# WORK INSTRUCTIONS
State how many lines of the records contain the string "StdRng", and give no other information.

+++ MATERIAL FOR THIS TASK

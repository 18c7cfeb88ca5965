use std::{
    fs::File,
    io::BufWriter,
    path::PathBuf,
    time::{Duration, Instant},
};

use anyhow::{anyhow, ensure, Context, Result};
use city_paths::{
    graphs::Vertex,
    search::{dijkstra::shortest_path_tree, path::validate_tree},
    utility::{get_progressbar, random_city_map},
};
use clap::Parser;
use indicatif::ProgressIterator;
use rand::{rngs::StdRng, Rng, SeedableRng};
use serde::Serialize;

/// Builds a random city map, runs a shortest-path query from
/// `number_of_sources` random sources, validates every resulting tree
/// and reports how long the queries took.
#[derive(Parser, Debug)]
#[command(author, version, about, long_about = None)]
struct Args {
    /// Number of cities in the random map
    #[arg(short, long, default_value_t = 100)]
    cities: usize,

    /// Number of random roads to insert
    #[arg(short, long, default_value_t = 300)]
    roads: usize,

    /// Number of random sources to query
    #[arg(short, long, default_value_t = 100)]
    number_of_sources: usize,

    /// Largest road distance to generate
    #[arg(long, default_value_t = 1000)]
    max_distance: u32,

    /// Seed for the random map, so runs can be reproduced
    #[arg(long, default_value_t = 42)]
    seed: u64,

    /// Path where per-source timing results shall be saved
    #[arg(short, long)]
    timing_results: Option<PathBuf>,
}

#[derive(Debug, Serialize)]
struct SourceTimingResult {
    source: Vertex,
    reachable_cities: usize,
    timing_in_seconds: f64,
}

fn main() -> Result<()> {
    let args = Args::parse();
    ensure!(args.number_of_sources > 0, "need at least one source");
    ensure!(args.max_distance > 0, "max distance must be at least one");

    println!(
        "Building a random map with {} cities and up to {} roads",
        args.cities, args.roads
    );
    let map = random_city_map(args.cities, args.roads, args.max_distance, args.seed)?;
    println!("Map holds {} distinct roads", map.road_count());

    let mut rng = StdRng::seed_from_u64(args.seed.wrapping_add(1));
    let sources: Vec<Vertex> = (0..args.number_of_sources)
        .map(|_| rng.gen_range(0..map.city_count()) as Vertex)
        .collect();

    let mut results = Vec::with_capacity(sources.len());
    for &source in sources
        .iter()
        .progress_with(get_progressbar("Querying & validating", sources.len() as u64))
    {
        let start = Instant::now();
        let tree = shortest_path_tree(&map, source)?;
        let timing_in_seconds = start.elapsed().as_secs_f64();

        validate_tree(&map, &tree).map_err(|violation| anyhow!("source {source}: {violation}"))?;

        let reachable_cities = tree
            .distances()
            .iter()
            .filter(|distance| distance.is_finite())
            .count();
        results.push(SourceTimingResult {
            source,
            reachable_cities,
            timing_in_seconds,
        });
    }

    let average: f64 = results
        .iter()
        .map(|result| result.timing_in_seconds)
        .sum::<f64>()
        / results.len() as f64;
    let average = Duration::from_secs_f64(average);

    println!(
        "All trees valid. Took {:?} per query averaged over {} queries",
        average,
        results.len()
    );

    if let Some(timing_results) = args.timing_results {
        println!("Writing timing results");
        let file = File::create(&timing_results)
            .with_context(|| format!("creating {}", timing_results.display()))?;
        let writer = BufWriter::new(file);
        serde_json::to_writer(writer, &results)?;
    }

    Ok(())
}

++++++

# WORKED SOLUTION
2